Porteous' attorney, Lewis Unglesby, of Baton Rouge's Unglesby & Marionneaux, called Thursday's action, "pure meanness. There is no good reason to do that now. He is already suspended and facing impeachment."
Unglesby said that he filed an affidavit with the Judicial Conference of the U.S. that accused Jones of interfering in the case by calling Justice Department prosecutors and pressing them to know when Porteous would be indicted.
"Why is the chief judge calling on a grand jury matter?" he said. "From the legal perspective, normal people don't get to call and ask those questions, nor do they get anyone to answer their calls. I've never heard of this before and it scares the heck out of me," Unglesby said.
Jones could not be reached at her chambers office Thursday, but has declined to comment on judicial discipline cases in the past.

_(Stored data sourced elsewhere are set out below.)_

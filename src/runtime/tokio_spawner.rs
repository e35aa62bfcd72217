//! Tokio runtime spawner implementation.

use std::future::Future;
use std::sync::Arc;

use crate::core::Spawn;

/// Tokio-based spawner that runs background tasks (cache pruner, resource
/// sampler) on a tokio runtime.
#[derive(Clone, Debug)]
pub struct TokioSpawner {
    handle: Arc<tokio::runtime::Handle>,
}

impl TokioSpawner {
    /// Create a new `TokioSpawner` from a tokio runtime handle.
    #[must_use]
    pub fn new(handle: tokio::runtime::Handle) -> Self {
        Self {
            handle: Arc::new(handle),
        }
    }

    /// Spawner for the runtime the caller is running on.
    ///
    /// # Panics
    ///
    /// Panics when called outside a tokio runtime.
    #[must_use]
    pub fn current() -> Self {
        Self::new(tokio::runtime::Handle::current())
    }

    /// Spawner for the current runtime, if there is one.
    #[must_use]
    pub fn try_current() -> Option<Self> {
        tokio::runtime::Handle::try_current().ok().map(Self::new)
    }
}

impl Spawn for TokioSpawner {
    fn spawn<F>(&self, fut: F)
    where
        F: Future<Output = ()> + Send + 'static,
    {
        self.handle.spawn(fut);
    }
}
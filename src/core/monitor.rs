//! Resource monitor: samples memory, CPU load and worker utilization into a
//! bounded rolling history and decides when work should be throttled.

use std::collections::VecDeque;
use std::sync::Arc;
use std::time::Duration;

use parking_lot::{Mutex, RwLock};
use serde::{Deserialize, Serialize};
use sysinfo::System;
use tokio::sync::watch;
use tracing::{debug, warn};

use super::executor::Spawn;
use crate::config::MonitorConfig;
use crate::util::clock::now_ms;

/// Raw host figures returned by a [`SystemProbe`].
#[derive(Debug, Clone, Copy, Default, PartialEq, Serialize, Deserialize)]
pub struct SystemReading {
    /// Memory in use, bytes.
    pub memory_used_bytes: u64,
    /// Total memory, bytes.
    pub memory_total_bytes: u64,
    /// CPU load normalised by core count.
    pub cpu_load: f64,
}

/// Source of host resource readings.
pub trait SystemProbe: Send + Sync + 'static {
    /// Take a reading.
    fn read(&self) -> SystemReading;
}

/// Probe backed by `sysinfo`.
pub struct SysinfoProbe {
    system: Mutex<System>,
    cpus: usize,
}

impl SysinfoProbe {
    /// Create a probe.
    #[must_use]
    pub fn new() -> Self {
        Self {
            system: Mutex::new(System::new()),
            cpus: num_cpus::get().max(1),
        }
    }
}

impl Default for SysinfoProbe {
    fn default() -> Self {
        Self::new()
    }
}

impl SystemProbe for SysinfoProbe {
    #[allow(clippy::cast_precision_loss)]
    fn read(&self) -> SystemReading {
        let mut system = self.system.lock();
        system.refresh_memory();
        SystemReading {
            memory_used_bytes: system.used_memory(),
            memory_total_bytes: system.total_memory(),
            cpu_load: System::load_average().one / self.cpus as f64,
        }
    }
}

/// Probe returning a configurable reading. Useful in tests and for hosts
/// where memory accounting is done elsewhere.
#[derive(Debug, Default)]
pub struct FixedProbe {
    reading: RwLock<SystemReading>,
}

impl FixedProbe {
    /// Probe reporting `used` of `total` bytes and no CPU load.
    #[must_use]
    pub fn new(memory_used_bytes: u64, memory_total_bytes: u64) -> Self {
        Self {
            reading: RwLock::new(SystemReading {
                memory_used_bytes,
                memory_total_bytes,
                cpu_load: 0.0,
            }),
        }
    }

    /// Replace the reported memory figures.
    pub fn set_memory(&self, memory_used_bytes: u64, memory_total_bytes: u64) {
        let mut reading = self.reading.write();
        reading.memory_used_bytes = memory_used_bytes;
        reading.memory_total_bytes = memory_total_bytes;
    }
}

impl SystemProbe for FixedProbe {
    fn read(&self) -> SystemReading {
        *self.reading.read()
    }
}

/// One monitor sample.
#[derive(Debug, Clone, Copy, Default, PartialEq, Serialize, Deserialize)]
pub struct ResourceMetrics {
    /// Memory in use, bytes.
    pub memory_used_bytes: u64,
    /// Total memory, bytes.
    pub memory_total_bytes: u64,
    /// CPU load normalised by core count.
    pub cpu_load: f64,
    /// Worker pool utilization at sampling time.
    pub worker_utilization: f64,
    /// Sampling time in milliseconds since epoch.
    pub sampled_at_ms: u128,
}

impl ResourceMetrics {
    /// `used / total`, 0 when the total is unknown.
    #[must_use]
    #[allow(clippy::cast_precision_loss)]
    pub fn memory_ratio(&self) -> f64 {
        if self.memory_total_bytes == 0 {
            0.0
        } else {
            self.memory_used_bytes as f64 / self.memory_total_bytes as f64
        }
    }
}

/// Samples host resources and keeps the last `history_len` samples.
pub struct ResourceMonitor {
    config: MonitorConfig,
    probe: Arc<dyn SystemProbe>,
    history: RwLock<VecDeque<ResourceMetrics>>,
}

impl ResourceMonitor {
    /// Monitor backed by [`SysinfoProbe`].
    #[must_use]
    pub fn new(config: MonitorConfig) -> Self {
        Self::with_probe(config, Arc::new(SysinfoProbe::new()))
    }

    /// Monitor backed by a custom probe.
    #[must_use]
    pub fn with_probe(config: MonitorConfig, probe: Arc<dyn SystemProbe>) -> Self {
        Self {
            history: RwLock::new(VecDeque::with_capacity(config.history_len)),
            config,
            probe,
        }
    }

    /// Take a sample, append it to the history and return it.
    pub fn sample(&self, worker_utilization: f64) -> ResourceMetrics {
        let reading = self.probe.read();
        let metrics = ResourceMetrics {
            memory_used_bytes: reading.memory_used_bytes,
            memory_total_bytes: reading.memory_total_bytes,
            cpu_load: reading.cpu_load,
            worker_utilization: worker_utilization.clamp(0.0, 1.0),
            sampled_at_ms: now_ms(),
        };

        let mut history = self.history.write();
        history.push_back(metrics);
        while history.len() > self.config.history_len {
            history.pop_front();
        }
        drop(history);

        if self.exceeds_threshold(&metrics) {
            warn!(
                memory_ratio = metrics.memory_ratio(),
                threshold = self.config.memory_threshold,
                "memory usage above threshold"
            );
        }
        metrics
    }

    /// Most recent sample.
    #[must_use]
    pub fn latest(&self) -> Option<ResourceMetrics> {
        self.history.read().back().copied()
    }

    /// True when the latest sample's memory ratio is above the threshold.
    #[must_use]
    pub fn should_throttle(&self) -> bool {
        self.latest().is_some_and(|m| self.exceeds_threshold(&m))
    }

    /// True when `metrics` is above the memory threshold.
    #[must_use]
    pub fn exceeds_threshold(&self, metrics: &ResourceMetrics) -> bool {
        metrics.memory_ratio() > self.config.memory_threshold
    }

    /// Samples oldest first.
    #[must_use]
    pub fn history(&self) -> Vec<ResourceMetrics> {
        self.history.read().iter().copied().collect()
    }

    /// Memory ratios, oldest first.
    #[must_use]
    pub fn memory_history(&self) -> Vec<f64> {
        self.history.read().iter().map(ResourceMetrics::memory_ratio).collect()
    }

    /// Worker utilization readings, oldest first.
    #[must_use]
    pub fn utilization_history(&self) -> Vec<f64> {
        self.history.read().iter().map(|m| m.worker_utilization).collect()
    }

    /// Sample every `sample_interval_ms` until `stop` flips to `true`.
    /// `utilization` supplies the pool utilization for each sample.
    pub fn spawn_sampler<S, F>(self: &Arc<Self>, spawner: &S, utilization: F, mut stop: watch::Receiver<bool>)
    where
        S: Spawn,
        F: Fn() -> f64 + Send + Sync + 'static,
    {
        let monitor = Arc::clone(self);
        let period = Duration::from_millis(self.config.sample_interval_ms);
        spawner.spawn(async move {
            let mut ticker = tokio::time::interval(period);
            loop {
                tokio::select! {
                    _ = ticker.tick() => {
                        let metrics = monitor.sample(utilization());
                        debug!(
                            memory_ratio = metrics.memory_ratio(),
                            worker_utilization = metrics.worker_utilization,
                            "resource sample"
                        );
                    }
                    changed = stop.changed() => {
                        if changed.is_err() || *stop.borrow() {
                            break;
                        }
                    }
                }
            }
            debug!("resource sampler stopped");
        });
    }
}

impl std::fmt::Debug for ResourceMonitor {
    fn fmt(&self, f: &mut std::fmt::Formatter<'_>) -> std::fmt::Result {
        f.debug_struct("ResourceMonitor")
            .field("config", &self.config)
            .field("samples", &self.history.read().len())
            .finish_non_exhaustive()
    }
}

The 5th Circuit recommended an impeachment action be brought in an April letter to the Judicial Conference of the U.S., the policymaking body of the judiciary. The Conference agreed and passed its own recommendation on to Congress June 23.
In a dissent from the 5th Circuit action, four judges wrote, "A careful and judicious analysis of the evidence in the present case fails to demonstrate that Judge Porteous committed possible treason, bribery, or a high crime or misdemeanor." Those are the only grounds for considering impeachment, they said.

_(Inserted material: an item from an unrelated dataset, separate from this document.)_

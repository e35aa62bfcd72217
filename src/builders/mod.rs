//! Builders to construct optimizer components from configuration.

pub mod optimizer_builder;

pub use optimizer_builder::OptimizerBuilder;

Unglesby said he learned Thursday that Congress would not take up the impeachment question until 2009.
He called the latest reprimand "either wonderful because it negates the whole impeachment because he has now been punished, or it is demonstrative of some kind of personal animosity for reasons we don't understand."
If Porteous is ultimately impeached by Congress, "he would be the only judge in the history of the Republic to be recommended for impeachment, but never indicted criminally."
In his own defense, Porteous responded to the 5th Circuit's investigation saying in December 2007 that he has a genetic pre-disposition to depression, shown by his father's suicide. That he has been dependent on alcohol and worsened his financial problems by gambling.
He said he has not gambled in two years and is beginning to get his life "back in order."
Unglesby accused the 5th Circuit of "over punishing" Porteous because it is "embarrassed" by the light punishment of U.S. District Judge Samuel B. Kent, in Houston. Kent was suspended four months after a former clerk complained he fondled her and made inappropriate sexual comments. Kent was indicted on Aug. 28 on three criminal counts of sexual abuse of a female employee.